Your instructions: Starting at the line that contains "assert_eq!(decision.rule_id(), None);", transcribe each line exactly through the last line of the data. Include nothing else.

Input material:
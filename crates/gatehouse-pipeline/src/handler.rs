//! Handler traits and outcome types.
//!
//! Authenticators, authorizers, and mutators are identified by a kind
//! string plus opaque configuration. The executor treats them as a
//! registered capability set: adding a new kind means registering another
//! implementation of one of these traits, never touching the executor.
//!
//! All three traits are object-safe and async via [`BoxFuture`], so
//! handlers that call out (token introspection, remote policy checks) fit
//! the same shape as the in-process built-ins.

use gatehouse_core::{GatehouseError, MutatedRequest, RequestContext, Subject};
use serde::de::DeserializeOwned;
use std::future::Future;
use std::pin::Pin;

/// A boxed future, the return shape of all handler invocations.
pub type BoxFuture<'a, T> = Pin<Box<dyn Future<Output = T> + Send + 'a>>;

/// The outcome of one authenticator invocation.
///
/// The three-way split is what makes the chain semantics work: `Declined`
/// means "no credential I am responsible for is present, try the next
/// handler", while `Failed` means "a credential was present but is invalid"
/// and aborts the chain. This distinction is fixed policy, not per-handler
/// choice.
#[derive(Debug, Clone, PartialEq)]
pub enum AuthnOutcome {
    /// The credential was valid; the chain stops and the subject is set.
    Granted(Subject),
    /// Not responsible for this request; the chain continues.
    Declined,
    /// A credential was present but invalid; the chain aborts.
    Failed(String),
}

/// The outcome of the authorizer invocation.
#[derive(Debug, Clone, PartialEq)]
pub enum AuthzOutcome {
    /// The subject may access the matched resource.
    Allow,
    /// Access denied; terminal for the request.
    Deny(String),
}

/// An authentication handler.
///
/// Attempts to extract and validate a subject identity from the request in
/// the context. Invoked with the handler config from the matched rule.
pub trait Authenticator: Send + Sync + 'static {
    /// The kind string rules use to reference this handler.
    fn name(&self) -> &'static str;

    /// Validates a rule's configuration payload for this handler.
    ///
    /// Called at rule load time so that config errors never surface inside
    /// the pipeline.
    fn validate(&self, config: &serde_json::Value) -> Result<(), GatehouseError>;

    /// Attempts to authenticate the request.
    fn authenticate<'a>(
        &'a self,
        ctx: &'a RequestContext,
        config: &'a serde_json::Value,
    ) -> BoxFuture<'a, AuthnOutcome>;
}

/// An authorization handler.
///
/// Decides whether the authenticated subject may access the matched
/// resource. Exactly one authorizer runs per rule; there is no fallback
/// chain.
pub trait Authorizer: Send + Sync + 'static {
    /// The kind string rules use to reference this handler.
    fn name(&self) -> &'static str;

    /// Validates a rule's configuration payload for this handler.
    fn validate(&self, config: &serde_json::Value) -> Result<(), GatehouseError>;

    /// Decides access for the authenticated subject in the context.
    fn authorize<'a>(
        &'a self,
        ctx: &'a RequestContext,
        config: &'a serde_json::Value,
    ) -> BoxFuture<'a, AuthzOutcome>;
}

/// A mutation handler.
///
/// Produces the forwarding request from an authorized context, typically by
/// injecting identity headers or rewriting credentials. A mutation error is
/// terminal: the pipeline never forwards an unmutated or partially mutated
/// request.
pub trait Mutator: Send + Sync + 'static {
    /// The kind string rules use to reference this handler.
    fn name(&self) -> &'static str;

    /// Validates a rule's configuration payload for this handler.
    fn validate(&self, config: &serde_json::Value) -> Result<(), GatehouseError>;

    /// Produces the forwarding request.
    fn mutate<'a>(
        &'a self,
        ctx: &'a RequestContext,
        config: &'a serde_json::Value,
    ) -> BoxFuture<'a, Result<MutatedRequest, GatehouseError>>;
}

/// Deserializes an opaque handler config payload.
///
/// A `null` payload (the common "no config" case in rule documents) yields
/// the type's default.
pub(crate) fn parse_config<T>(
    handler: &'static str,
    config: &serde_json::Value,
) -> Result<T, GatehouseError>
where
    T: DeserializeOwned + Default,
{
    if config.is_null() {
        return Ok(T::default());
    }
    serde_json::from_value(config.clone()).map_err(|err| {
        GatehouseError::config(format!("handler {handler:?}: invalid configuration: {err}"))
    })
}

#[cfg(test)]
mod tests {
    use super::*;
    use serde::Deserialize;

    #[derive(Debug, Default, PartialEq, Deserialize)]
    struct DemoConfig {
        #[serde(default)]
        subject: Option<String>,
    }

    #[test]
    fn test_parse_config_null_yields_default() {
        let parsed: DemoConfig = parse_config("demo", &serde_json::Value::Null).unwrap();
        assert_eq!(parsed, DemoConfig::default());
    }

    #[test]
    fn test_parse_config_object() {
        let parsed: DemoConfig =
            parse_config("demo", &serde_json::json!({ "subject": "guest" })).unwrap();
        assert_eq!(parsed.subject.as_deref(), Some("guest"));
    }

    #[test]
    fn test_parse_config_rejects_wrong_shape() {
        let result: Result<DemoConfig, _> = parse_config("demo", &serde_json::json!([1, 2]));
        assert!(result.is_err());
    }
}
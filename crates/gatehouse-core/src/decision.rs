//! The pipeline's final verdict.

use crate::request::MutatedRequest;
use crate::upstream::Upstream;
use http::StatusCode;
use serde::{Deserialize, Serialize};

/// Why a request was rejected.
///
/// Each status corresponds to one error exit of the pipeline state machine
/// and maps to a fixed HTTP status for the transport layer.
#[derive(Debug, Clone, Copy, PartialEq, Eq, Hash, Serialize, Deserialize)]
#[serde(rename_all = "snake_case")]
pub enum RejectionStatus {
    /// No rule matched the request's method and path.
    NoMatch,
    /// Every authenticator declined, or one failed hard.
    Unauthenticated,
    /// The rule's authorizer denied the subject.
    Unauthorized,
    /// The rule's mutator failed; the request is never forwarded partially
    /// mutated.
    MutationFailed,
}

impl RejectionStatus {
    /// Returns the HTTP status code the transport layer should answer with.
    #[must_use]
    pub const fn status_code(&self) -> StatusCode {
        match self {
            Self::NoMatch => StatusCode::NOT_FOUND,
            Self::Unauthenticated => StatusCode::UNAUTHORIZED,
            Self::Unauthorized => StatusCode::FORBIDDEN,
            Self::MutationFailed => StatusCode::INTERNAL_SERVER_ERROR,
        }
    }

    /// Returns a stable machine-readable identifier for logs and envelopes.
    #[must_use]
    pub const fn reason_id(&self) -> &'static str {
        match self {
            Self::NoMatch => "no_rule_match",
            Self::Unauthenticated => "authentication_failed",
            Self::Unauthorized => "authorization_denied",
            Self::MutationFailed => "mutation_failed",
        }
    }
}

/// The final verdict of one pipeline execution.
///
/// A decision is always produced: the executor never lets a stage fault
/// escape. `Forward` carries everything the transport layer needs to proxy
/// the request; `Reject` carries the structured reason for the error
/// response.
#[derive(Debug, Clone, PartialEq)]
pub enum Decision {
    /// The request passed every stage and should be forwarded.
    Forward {
        /// The id of the rule that matched.
        rule_id: String,
        /// The destination to forward to.
        upstream: Upstream,
        /// The mutated request to forward.
        request: MutatedRequest,
    },

    /// The request was rejected and must not be forwarded.
    Reject {
        /// Which stage rejected the request.
        status: RejectionStatus,
        /// Human-readable reason.
        reason: String,
        /// The matched rule, if matching got that far.
        rule_id: Option<String>,
    },
}

impl Decision {
    /// Creates a rejecting decision.
    #[must_use]
    pub fn reject(
        status: RejectionStatus,
        reason: impl Into<String>,
        rule_id: Option<String>,
    ) -> Self {
        Self::Reject {
            status,
            reason: reason.into(),
            rule_id,
        }
    }

    /// Returns true if the request may be forwarded.
    #[must_use]
    pub fn allowed(&self) -> bool {
        matches!(self, Self::Forward { .. })
    }

    /// Returns the HTTP status code of this decision.
    ///
    /// `Forward` maps to 200 for decision-API deployments, where the verdict
    /// itself is the response body.
    #[must_use]
    pub fn status_code(&self) -> StatusCode {
        match self {
            Self::Forward { .. } => StatusCode::OK,
            Self::Reject { status, .. } => status.status_code(),
        }
    }

    /// Returns the matched rule id, if any.
    #[must_use]
    pub fn rule_id(&self) -> Option<&str> {
        match self {
            Self::Forward { rule_id, .. } => Some(rule_id),
            Self::Reject { rule_id, .. } => rule_id.as_deref(),
        }
    }

    /// Serializes the verdict into a wire envelope for the transport layer.
    ///
    /// The forwarded request itself is not part of the envelope; transports
    /// that proxy use the [`MutatedRequest`] directly.
    #[must_use]
    pub fn to_envelope(&self) -> serde_json::Value {
        match self {
            Self::Forward {
                rule_id, upstream, ..
            } => serde_json::json!({
                "allow": true,
                "rule_id": rule_id,
                "upstream": upstream,
            }),
            Self::Reject {
                status,
                reason,
                rule_id,
            } => serde_json::json!({
                "allow": false,
                "status": status.status_code().as_u16(),
                "reason_id": status.reason_id(),
                "reason": reason,
                "rule_id": rule_id,
            }),
        }
    }
}

#[cfg(test)]
mod tests {
    use super::*;
    use bytes::Bytes;
    use http::{HeaderMap, Method};

    fn forward_decision() -> Decision {
        Decision::Forward {
            rule_id: "r1".to_string(),
            upstream: Upstream::new("http://svc.internal"),
            request: MutatedRequest {
                method: Method::GET,
                uri: "/api/foo".parse().unwrap(),
                headers: HeaderMap::new(),
                body: Bytes::new(),
            },
        }
    }

    #[test]
    fn test_rejection_status_codes() {
        assert_eq!(RejectionStatus::NoMatch.status_code(), StatusCode::NOT_FOUND);
        assert_eq!(
            RejectionStatus::Unauthenticated.status_code(),
            StatusCode::UNAUTHORIZED
        );
        assert_eq!(
            RejectionStatus::Unauthorized.status_code(),
            StatusCode::FORBIDDEN
        );
        assert_eq!(
            RejectionStatus::MutationFailed.status_code(),
            StatusCode::INTERNAL_SERVER_ERROR
        );
    }

    #[test]
    fn test_forward_decision() {
        let decision = forward_decision();
        assert!(decision.allowed());
        assert_eq!(decision.status_code(), StatusCode::OK);
        assert_eq!(decision.rule_id(), Some("r1"));
    }

    #[test]
    fn test_reject_decision() {
        let decision = Decision::reject(RejectionStatus::Unauthorized, "denied by policy", None);
        assert!(!decision.allowed());
        assert_eq!(decision.status_code(), StatusCode::FORBIDDEN);
        assert_eq!(decision.rule_id(), None);
    }

    #[test]
    fn test_forward_envelope() {
        let envelope = forward_decision().to_envelope();
        assert_eq!(envelope["allow"], true);
        assert_eq!(envelope["rule_id"], "r1");
        assert_eq!(envelope["upstream"]["url"], "http://svc.internal");
    }

    #[test]
    fn test_reject_envelope() {
        let decision = Decision::reject(
            RejectionStatus::Unauthenticated,
            "no credentials",
            Some("r2".to_string()),
        );
        let envelope = decision.to_envelope();
        assert_eq!(envelope["allow"], false);
        assert_eq!(envelope["status"], 401);
        assert_eq!(envelope["reason_id"], "authentication_failed");
        assert_eq!(envelope["rule_id"], "r2");
    }
}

Result:
        assert_eq!(decision.rule_id(), None);
    }

    #[test]
    fn test_forward_envelope() {
        let envelope = forward_decision().to_envelope();
        assert_eq!(envelope["allow"], true);
        assert_eq!(envelope["rule_id"], "r1");
        assert_eq!(envelope["upstream"]["url"], "http://svc.internal");
    }

    #[test]
    fn test_reject_envelope() {
        let decision = Decision::reject(
            RejectionStatus::Unauthenticated,
            "no credentials",
            Some("r2".to_string()),
        );
        let envelope = decision.to_envelope();
        assert_eq!(envelope["allow"], false);
        assert_eq!(envelope["status"], 401);
        assert_eq!(envelope["reason_id"], "authentication_failed");
        assert_eq!(envelope["rule_id"], "r2");
    }
}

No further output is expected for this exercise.